Ireland's Gambling Regulation Act 2024 restricts licensed operators from allowing players to deposit using credit cards — a direct parallel to the UK restriction. But the restriction covers credit cards in the formal sense. It does not directly address personal loans drawn down for gambling, credit union borrowings used for gambling deposits, or deferred payment services used to fund accounts. The person who deposits from a bank account into which a personal loan has been transferred is not, in formal terms, gambling with borrowed money as the regulation defines it. In economic terms, they are.

The Central Bank of Ireland's consumer protection framework does not currently include specific provisions for identifying and addressing gambling-related consumer credit. Responsible lending obligations require lenders to assess borrowers' ability to repay, but the purposes for which credit is used are not part of the standard assessment. A personal loan application that does not disclose gambling losses as the primary driver of the application is not, on the face of the available evidence, subject to heightened scrutiny.

This gap between gambling regulation and consumer credit regulation is not unique to Ireland. It is a structural feature of regulatory silos in which the gambling regulator focuses on operators and the financial regulator focuses on lenders, and neither has full sight of the transaction chains that connect them. Closing it would require either a formal coordination framework between the GRAI and the Central Bank, or a legislative extension of one regulator's mandate into the other's territory. Neither of those is currently on the table.

What Better Data Would Actually Change

The argument for investing in better gambling-related debt data in Ireland is not primarily about understanding the scale of the problem, though that matters. It is about the specific interventions that better data enables.
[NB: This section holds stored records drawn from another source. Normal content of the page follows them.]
use std::fs;

use super::*;

struct ImageFile {
    name: String,
    dir: char,
    locked: bool,
    load: u32,
    exec: u32,
    data: Vec<u8>,
}

impl ImageFile {
    fn new(name: &str, load: u32, exec: u32, data: Vec<u8>) -> Self {
        Self {
            name: name.to_string(),
            dir: '$',
            locked: false,
            load,
            exec,
            data,
        }
    }
}

fn pattern(len: usize, seed: u8) -> Vec<u8> {
    (0..len).map(|i| (i as u8).wrapping_mul(7).wrapping_add(seed)).collect()
}

/// Builds a single-sided image with `files` laid out from sector 2 onwards.
fn build_side(title: &str, cycle_bcd: u8, boot: u8, tracks: usize, files: &[ImageFile]) -> Vec<u8> {
    let sectors = tracks * SECTORS_PER_TRACK;
    let mut buf = vec![0u8; sectors * BYTES_PER_SECTOR];

    let title = title.as_bytes();
    let head = title.len().min(8);
    buf[0..head].copy_from_slice(&title[..head]);
    if title.len() > 8 {
        buf[256..256 + title.len() - 8].copy_from_slice(&title[8..]);
    }
    buf[256 + 4] = cycle_bcd;
    buf[256 + 5] = (files.len() as u8) << 3;
    buf[256 + 6] = boot << 4 | ((sectors >> 8) & 0x0F) as u8;
    buf[256 + 7] = (sectors & 0xFF) as u8;

    let mut next_sector = 2usize;
    for (i, file) in files.iter().enumerate() {
        let slot0 = (i + 1) * 8;
        let mut name = [b' '; 7];
        name[..file.name.len()].copy_from_slice(file.name.as_bytes());
        buf[slot0..slot0 + 7].copy_from_slice(&name);
        buf[slot0 + 7] = file.dir as u8 | if file.locked { 0x80 } else { 0 };

        let len = file.data.len() as u32;
        let slot1 = slot0 + 256;
        buf[slot1..slot1 + 2].copy_from_slice(&(file.load as u16).to_le_bytes());
        buf[slot1 + 2..slot1 + 4].copy_from_slice(&(file.exec as u16).to_le_bytes());
        buf[slot1 + 4..slot1 + 6].copy_from_slice(&(len as u16).to_le_bytes());
        buf[slot1 + 6] = (((file.exec >> 16) & 3) << 6 | ((len >> 16) & 3) << 4 | ((file.load >> 16) & 3) << 2 | ((next_sector >> 8) & 3) as u32) as u8;
        buf[slot1 + 7] = (next_sector & 0xFF) as u8;

        let offset = next_sector * BYTES_PER_SECTOR;
        buf[offset..offset + file.data.len()].copy_from_slice(&file.data);
        next_sector += (file.data.len() + BYTES_PER_SECTOR - 1) / BYTES_PER_SECTOR;
    }
    buf
}

const BOOT_TEXT: &[u8] = b"CLS\rCHAIN\"!MENU\"\r";

fn games_ssd() -> Vec<u8> {
    let mut files = vec![
        ImageFile::new("ASTDEL", 0xa00, 0xd22, pattern(9547, 1)),
        ImageFile::new("!BOOT", 0x3FFFF, 0x3FFFF, BOOT_TEXT.to_vec()),
        ImageFile {
            locked: true,
            ..ImageFile::new("!MENU", 0x1900, 0x8023, pattern(700, 2))
        },
        ImageFile {
            dir: 'G',
            ..ImageFile::new("CHUCKIE", 0x1100, 0x1100, pattern(300, 3))
        },
    ];
    const NAMES: [&str; 22] = [
        "GAME04", "GAME05", "GAME06", "GAME07", "GAME08", "GAME09", "GAME10", "GAME11", "GAME12", "GAME13", "GAME14", "GAME15", "GAME16", "GAME17", "GAME18",
        "GAME19", "GAME20", "GAME21", "GAME22", "GAME23", "GAME24", "GAME25",
    ];
    for (i, name) in NAMES.iter().enumerate() {
        files.push(ImageFile::new(name, 0x1900, 0x1900, pattern(200 + i, i as u8)));
    }
    build_side("GAMES.SSD", 0x56, 3, 40, &files)
}

fn sigma_dsd() -> Vec<u8> {
    let mut side0_files = vec![ImageFile::new("C2LOAD", 0x31900, 0x38023, pattern(260, 9))];
    for i in 1..24 {
        side0_files.push(ImageFile::new(&format!("S0F{i:02}"), 0x31900, 0x31900, pattern(100, i as u8)));
    }
    let mut side1_files = vec![ImageFile::new("WC6", 0x37c00, 0x37c00, pattern(1023, 4))];
    for i in 1..7 {
        side1_files.push(ImageFile::new(&format!("S1F{i:02}"), 0x37c00, 0x37c00, pattern(50, i as u8)));
    }
    let side0 = build_side("SIGMA", 0x31, 3, 40, &side0_files);
    let side1 = build_side("", 0x07, 0, 40, &side1_files);

    let track_size = BYTES_PER_SECTOR * SECTORS_PER_TRACK;
    let mut image = Vec::with_capacity(side0.len() * 2);
    for (t0, t1) in side0.chunks(track_size).zip(side1.chunks(track_size)) {
        image.extend_from_slice(t0);
        image.extend_from_slice(t1);
    }
    image
}

#[test]
fn test_parse_single_sided() {
    let side = parse_single_sided_disk_image(&games_ssd()).unwrap();
    assert_eq!("GAMES.SSD", side.title);
    assert_eq!(BootOption::Exec, side.boot_option);
    assert_eq!(56, side.cycle_num);
    assert_eq!(26, side.files().len());

    let first = &side.files()[0];
    assert_eq!("ASTDEL", first.name);
    assert_eq!(9547, first.data.len());
    assert_eq!(pattern(9547, 1), first.data);
    assert!(!first.is_locked);
    assert_eq!(0xa00, first.load_address);
    assert_eq!(0xd22, first.execution_address);
    assert_eq!('$', first.dir);

    assert!(side.files()[2].is_locked);
    assert_eq!('G', side.files()[3].dir);
}

#[test]
fn test_parse_double_sided() {
    let [side0, side1] = parse_double_sided_disk_image(&sigma_dsd()).unwrap();

    assert_eq!("SIGMA", side0.title);
    assert_eq!(BootOption::Exec, side0.boot_option);
    assert_eq!(31, side0.cycle_num);
    assert_eq!(24, side0.files().len());
    assert_eq!("C2LOAD", side0.files()[0].name);
    assert_eq!(260, side0.files()[0].data.len());
    assert_eq!(0x31900, side0.files()[0].load_address);
    assert_eq!(0x38023, side0.files()[0].execution_address);

    assert_eq!("", side1.title);
    assert_eq!(BootOption::None, side1.boot_option);
    assert_eq!(7, side1.cycle_num);
    assert_eq!(7, side1.files().len());
    assert_eq!("WC6", side1.files()[0].name);
    assert_eq!(1023, side1.files()[0].data.len());
    assert_eq!(pattern(1023, 4), side1.files()[0].data);
    assert_eq!(0x37c00, side1.files()[0].load_address);
    assert_eq!(0x37c00, side1.files()[0].execution_address);
}

#[test]
fn test_parse_disk_image() {
    assert_eq!(1, parse_disk_image(&games_ssd(), false).unwrap().len());
    let sides = parse_disk_image(&sigma_dsd(), true).unwrap();
    assert_eq!(2, sides.len());
    assert_eq!(7, sides[1].files().len());
}

#[test]
fn test_extract_single_sided() {
    let side = parse_single_sided_disk_image(&games_ssd()).unwrap();
    let dir = tempfile::tempdir().unwrap();
    side.extract_files(dir.path()).unwrap();

    assert_eq!(BOOT_TEXT, fs::read(dir.path().join("!BOOT")).unwrap().as_slice());
    assert_eq!("!BOOT      0003FFFF 0003FFFF\n", fs::read_to_string(dir.path().join("!BOOT.inf")).unwrap());
    assert!(dir.path().join("G").join("CHUCKIE").exists());
    assert!(dir.path().join("G").join("CHUCKIE.inf").exists());
    assert!(!dir.path().join("CHUCKIE").exists());

    // 25 files and their sidecars plus the G directory
    assert_eq!(25 + 25 + 1, fs::read_dir(dir.path()).unwrap().count());
}

#[test]
fn test_reject_truncated() {
    let err = parse_single_sided_disk_image(&[]).unwrap_err();
    assert_eq!("truncated DFS disk image: expected >= 102400 bytes, got 0 bytes", err.to_string());
}

#[test]
fn test_reject_track_count() {
    let mut buffer = games_ssd();
    buffer[256 + 7] = 255;
    let err = parse_single_sided_disk_image(&buffer).unwrap_err();
    assert_eq!("invalid number of tracks 51.1 reported in catalogue (must be 40 or 80)", err.to_string());
}

#[test]
fn test_reject_boot_option() {
    let mut buffer = games_ssd();
    buffer[256 + 6] |= 0b1111_0000;
    let err = parse_single_sided_disk_image(&buffer).unwrap_err();
    assert!(matches!(err, DfsError::InvalidBootOption(15)));
    assert_eq!("invalid boot option 15 reported in catalogue", err.to_string());
}

#[test]
fn test_reject_start_sector() {
    let mut buffer = games_ssd();
    // sector 1, first entry, shared high-bits byte
    buffer[256 + 8 + 6] = 255;
    let err = parse_single_sided_disk_image(&buffer).unwrap_err();
    assert_eq!("invalid start sector 770 reported in catalogue entry 0 (ASTDEL)", err.to_string());

    let mut buffer = games_ssd();
    buffer[256 + 8 + 7] = 1;
    assert!(matches!(
        parse_single_sided_disk_image(&buffer),
        Err(DfsError::InvalidStartSector { start_sector: 1, index: 0, .. })
    ));
}

#[test]
fn test_reject_double_sided_length() {
    let mut image = sigma_dsd();
    image.truncate(image.len() - BYTES_PER_SECTOR * SECTORS_PER_TRACK);
    let err = parse_double_sided_disk_image(&image).unwrap_err();
    assert_eq!("truncated DSD disk image (expected 204800 bytes, got 202240 bytes)", err.to_string());
}

#[test]
fn test_data_past_end_is_clamped() {
    let mut buffer = build_side("CLAMP", 0, 0, 40, &[ImageFile::new("BIG", 0, 0, pattern(10, 0))]);
    // start sector 399, length 1000
    buffer[256 + 8 + 4..256 + 8 + 6].copy_from_slice(&1000u16.to_le_bytes());
    buffer[256 + 8 + 6] = 0x01;
    buffer[256 + 8 + 7] = 0x8F;
    let side = parse_single_sided_disk_image(&buffer).unwrap();
    assert_eq!(BYTES_PER_SECTOR, side.files()[0].data.len());
}

#[test]
fn test_too_many_files() {
    let mut side = DfsDiskSide::new("FULL", 0);
    let file = File {
        name: "X".to_string(),
        dir: '$',
        is_locked: false,
        load_address: 0,
        execution_address: 0,
        data: Vec::new(),
    };
    for _ in 0..MAX_FILES {
        side.add_file(file.clone()).unwrap();
    }
    assert!(matches!(side.add_file(file), Err(DfsError::TooManyFiles)));
}

#[test]
fn test_catalogue_entry() {
    let buffer = games_ssd();
    let entry = CatalogueEntry::parse(&buffer, 2);
    assert_eq!("!MENU", entry.name);
    assert!(entry.is_locked);
    assert_eq!(700, entry.length);
    assert_eq!("$.!MENU   00001900 00008023      700 L/ 41", entry.to_string());
}

#[test]
fn test_field_helpers() {
    assert_eq!(56, bcd_to_number(0x56));
    assert_eq!(99, bcd_to_number(0x99));
    assert_eq!(0x3_1900, packed_field(0x1900, 0b0000_1100, 0b0000_1100, 14));
    assert_eq!(0x3_8023, packed_field(0x8023, 0b1100_0000, 0b1100_0000, 10));
    assert_eq!(0x0_1234, packed_field(0x1234, 0b1111_0011, 0b0000_1100, 14));
    assert_eq!(0x2FF, packed_field(0xFF, 0b10, 0b11, 8));
    assert!(BootOption::try_from(4).is_err());
    assert_eq!(BootOption::Run, BootOption::try_from(2).unwrap());
}

#[test]
fn test_extract_double_sided() {
    let [side0, side1] = parse_double_sided_disk_image(&sigma_dsd()).unwrap();
    let dir = tempfile::tempdir().unwrap();
    let side0_dir = dir.path().join("side0");
    let side1_dir = dir.path().join("side1");
    fs::create_dir(&side0_dir).unwrap();
    fs::create_dir(&side1_dir).unwrap();
    side0.extract_files(&side0_dir).unwrap();
    side1.extract_files(&side1_dir).unwrap();

    assert_eq!(pattern(260, 9), fs::read(side0_dir.join("C2LOAD")).unwrap());
    assert_eq!("C2LOAD     00031900 00038023\n", fs::read_to_string(side0_dir.join("C2LOAD.inf")).unwrap());
    assert_eq!(pattern(1023, 4), fs::read(side1_dir.join("WC6")).unwrap());
    assert_eq!("WC6        00037C00 00037C00\n", fs::read_to_string(side1_dir.join("WC6.inf")).unwrap());
    assert!(!side0_dir.join("WC6").exists());
    assert!(!side1_dir.join("C2LOAD").exists());

    assert_eq!(24 * 2, fs::read_dir(&side0_dir).unwrap().count());
    assert_eq!(7 * 2, fs::read_dir(&side1_dir).unwrap().count());
}

#[test]
fn test_extract_rejects_parent_name() {
    let image = build_side(
        "ESCAPE",
        0,
        0,
        40,
        &[ImageFile::new("SAFE", 0, 0, pattern(10, 0)), ImageFile::new("../ESC", 0, 0, pattern(10, 1))],
    );
    let side = parse_single_sided_disk_image(&image).unwrap();
    let dir = tempfile::tempdir().unwrap();
    let target = dir.path().join("target");
    fs::create_dir(&target).unwrap();

    let err = side.extract_files(&target).unwrap_err();
    assert!(matches!(&err, DfsError::UnsafeFileName { name, .. } if name == "../ESC"));
    assert_eq!("refusing to extract $.../ESC: '../ESC' is not a plain file name", err.to_string());
    assert!(!dir.path().join("ESC").exists());
    // nothing is written once any entry is refused
    assert_eq!(0, fs::read_dir(&target).unwrap().count());
}

#[test]
fn test_extract_rejects_separator_dir() {
    let image = build_side(
        "ROOTED",
        0,
        0,
        40,
        &[ImageFile {
            dir: '/',
            ..ImageFile::new("ROOTED", 0, 0, pattern(10, 0))
        }],
    );
    let side = parse_single_sided_disk_image(&image).unwrap();
    assert_eq!('/', side.files()[0].dir);

    let dir = tempfile::tempdir().unwrap();
    let err = side.extract_files(dir.path()).unwrap_err();
    assert!(matches!(&err, DfsError::UnsafeFileName { entry, name } if entry == "/.ROOTED" && name == "/"));
    assert_eq!(0, fs::read_dir(dir.path()).unwrap().count());
}

#[test]
fn test_extract_rejects_dot_names() {
    let dir = tempfile::tempdir().unwrap();
    for name in [".", "..", ""] {
        let mut side = DfsDiskSide::new("DOTS", 0);
        side.add_file(File {
            name: name.to_string(),
            dir: '$',
            is_locked: false,
            load_address: 0,
            execution_address: 0,
            data: Vec::new(),
        })
        .unwrap();
        assert!(matches!(side.extract_files(dir.path()), Err(DfsError::UnsafeFileName { .. })), "{name:?}");
    }
    assert_eq!(0, fs::read_dir(dir.path()).unwrap().count());
}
If the GRAI's 2027 prevalence study includes a robust financial harm component — one that uses bank transaction data rather than self-reported surveys, and that samples from debt service users as well as from the general population — it will produce a picture of gambling-related financial harm that is substantially more accurate than what we currently have. That picture will almost certainly be larger than the existing estimates suggest. And a larger, better-evidenced picture changes the policy calculus on several questions that are currently being answered with inadequate data.

It changes the case for minimum deposit limits on gambling accounts — a measure that the Gambling Regulation Act 2024 gives the GRAI power to impose but has not yet exercised, pending evidence of need. It changes the case for gambling blocking tools that function at the payment infrastructure level rather than at the individual operator level. It changes the case for a mandatory levy on operators to fund debt counselling specifically for gambling-related cases — a provision that exists in the UK's treatment levy but has no direct Irish equivalent.

The number that the Citywide Drugs Crisis Campaign found — 23% of money advice cases involving gambling-related debt — is the beginning of a story that Irish policy has not yet fully decided to tell. The GRAI's existence makes it possible, for the first time, to tell it properly. The question is whether the research mandate translates into research that prioritises this question, and whether the political will exists to act on what that research finds.

The data is not an end in itself. It is the precondition for the interventions that would actually reduce the harm.